Problem to work on
Among the records below, find each line bearing the word "PartialEq" and copy it.

BEGIN Data extracts

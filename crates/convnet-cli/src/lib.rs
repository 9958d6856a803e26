//! convnet CLI library.
//!
//! This library provides the core functionality for the `convnet` command-line
//! interface: configuration loading, record input, command execution and
//! output formatting.

pub mod cli;
pub mod commands;
pub mod config;
pub mod error;
pub mod input;
pub mod output;

pub use cli::{Cli, Command};
pub use config::Config;
pub use error::{CliError, Result};
pub use output::Formatter;

use tracing_subscriber::EnvFilter;

/// Install the stderr log subscriber.
///
/// `RUST_LOG` takes precedence; otherwise the level follows the `-v` count.
pub fn init_tracing(verbosity: u8) {
    let default_level = match verbosity {
        0 => "info",
        1 => "debug",
        _ => "trace",
    };
    let filter = EnvFilter::try_from_default_env().unwrap_or_else(|_| EnvFilter::new(default_level));

    tracing_subscriber::fmt()
        .with_writer(std::io::stderr)
        .with_env_filter(filter)
        .with_target(false)
        .init();
}

/// Run a parsed command line.
pub fn run(cli: Cli) -> Result<()> {
    let config = Config::load(cli.config.as_deref())?;

    // Determine output format
    let format = cli.format.map(Into::into).unwrap_or(config.settings.format);

    // Determine color setting
    let color_enabled = !cli.no_color && config.settings.color;

    let formatter = Formatter::new(format, color_enabled);

    match cli.command {
        Command::Build(args) => commands::execute_build(args, &config, &formatter),
        Command::Inspect(args) => commands::execute_inspect(args, &config, &formatter),
        Command::Conventions => commands::execute_conventions(&config, &formatter),
    }
}
//! Convention registry: convention id to fractional year
//!
//! Temporal weighting needs a date per convention. Ids missing from the table
//! resolve to [`DEFAULT_YEAR`]; that is a policy choice, never an error.

use serde::{Deserialize, Serialize};
use std::collections::BTreeMap;

/// Year used for conventions absent from the registry
pub const DEFAULT_YEAR: f64 = 2020.0;

/// Static mapping from convention id to fractional year
#[derive(Debug, Clone, PartialEq, Serialize, Deserialize)]
pub struct ConventionRegistry {
    /// Fallback for unknown ids
    #[serde(default = "default_year")]
    pub default_year: f64,

    /// Known conventions
    #[serde(default)]
    pub years: BTreeMap<String, f64>,
}

fn default_year() -> f64 {
    DEFAULT_YEAR
}

impl Default for ConventionRegistry {
    /// Built-in table
    fn default() -> Self {
        Self::empty().with_year("51bdk", 2018.89)
    }
}

impl ConventionRegistry {
    /// Registry with no known conventions
    pub fn empty() -> Self {
        Self {
            default_year: DEFAULT_YEAR,
            years: BTreeMap::new(),
        }
    }

    /// Add or replace a convention
    pub fn with_year(mut self, convention: impl Into<String>, year: f64) -> Self {
        self.insert(convention, year);
        self
    }

    /// Add or replace a convention
    pub fn insert(&mut self, convention: impl Into<String>, year: f64) {
        self.years.insert(convention.into(), year);
    }

    /// Fractional year of a convention, falling back to the default year
    pub fn year(&self, convention: &str) -> f64 {
        self.years
            .get(convention)
            .copied()
            .unwrap_or(self.default_year)
    }

    /// Whether the convention is registered
    pub fn contains(&self, convention: &str) -> bool {
        self.years.contains_key(convention)
    }

    /// Registered conventions in id order
    pub fn iter(&self) -> impl Iterator<Item = (&str, f64)> {
        self.years.iter().map(|(id, year)| (id.as_str(), *year))
    }

    /// Number of registered conventions
    pub fn len(&self) -> usize {
        self.years.len()
    }

    /// Whether no convention is registered
    pub fn is_empty(&self) -> bool {
        self.years.is_empty()
    }

    /// Merge another table over this one
    pub fn extend<I, K>(&mut self, entries: I)
    where
        I: IntoIterator<Item = (K, f64)>,
        K: Into<String>,
    {
        for (id, year) in entries {
            self.insert(id, year);
        }
    }

    /// Validate the table
    ///
    /// Years divide the temporal factor, so they must be finite and positive.
    pub fn validate(&self) -> Result<(), String> {
        if !(self.default_year.is_finite() && self.default_year > 0.0) {
            return Err(format!("default_year must be a positive year, got {}", self.default_year));
        }
        for (id, year) in &self.years {
            if !(year.is_finite() && *year > 0.0) {
                return Err(format!("year for convention '{}' must be positive, got {}", id, year));
            }
        }
        Ok(())
    }
}
//! Output format selection.

use crate::error::{ExportError, Result};
use crate::gexf::GexfWriter;
use crate::json::JsonWriter;
use crate::GraphWriter;
use std::fmt;
use std::path::Path;
use std::str::FromStr;

/// Supported graph output formats
#[derive(Debug, Clone, Copy, PartialEq, Eq, Default)]
pub enum ExportFormat {
    /// GEXF 1.2draft XML
    #[default]
    Gexf,
    /// JSON property graph
    Json,
}

impl ExportFormat {
    /// Infer the format from a file extension
    pub fn from_path(path: &Path) -> Option<Self> {
        let ext = path.extension()?.to_str()?;
        ext.parse().ok()
    }

    /// Canonical file extension
    pub fn extension(&self) -> &'static str {
        match self {
            ExportFormat::Gexf => "gexf",
            ExportFormat::Json => "json",
        }
    }

    /// Writer for this format
    pub fn writer(&self) -> Box<dyn GraphWriter> {
        match self {
            ExportFormat::Gexf => Box::new(GexfWriter::new()),
            ExportFormat::Json => Box::new(JsonWriter::pretty()),
        }
    }
}

impl FromStr for ExportFormat {
    type Err = ExportError;

    fn from_str(s: &str) -> Result<Self> {
        match s.to_ascii_lowercase().as_str() {
            "gexf" => Ok(ExportFormat::Gexf),
            "json" => Ok(ExportFormat::Json),
            other => Err(ExportError::UnsupportedFormat(other.to_string())),
        }
    }
}

impl fmt::Display for ExportFormat {
    fn fmt(&self, f: &mut fmt::Formatter<'_>) -> fmt::Result {
        f.write_str(self.extension())
    }
}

END Data extracts

Problem solution
#[derive(Debug, Clone, PartialEq, Serialize, Deserialize)]
#[derive(Debug, Clone, Copy, PartialEq, Eq, Default)]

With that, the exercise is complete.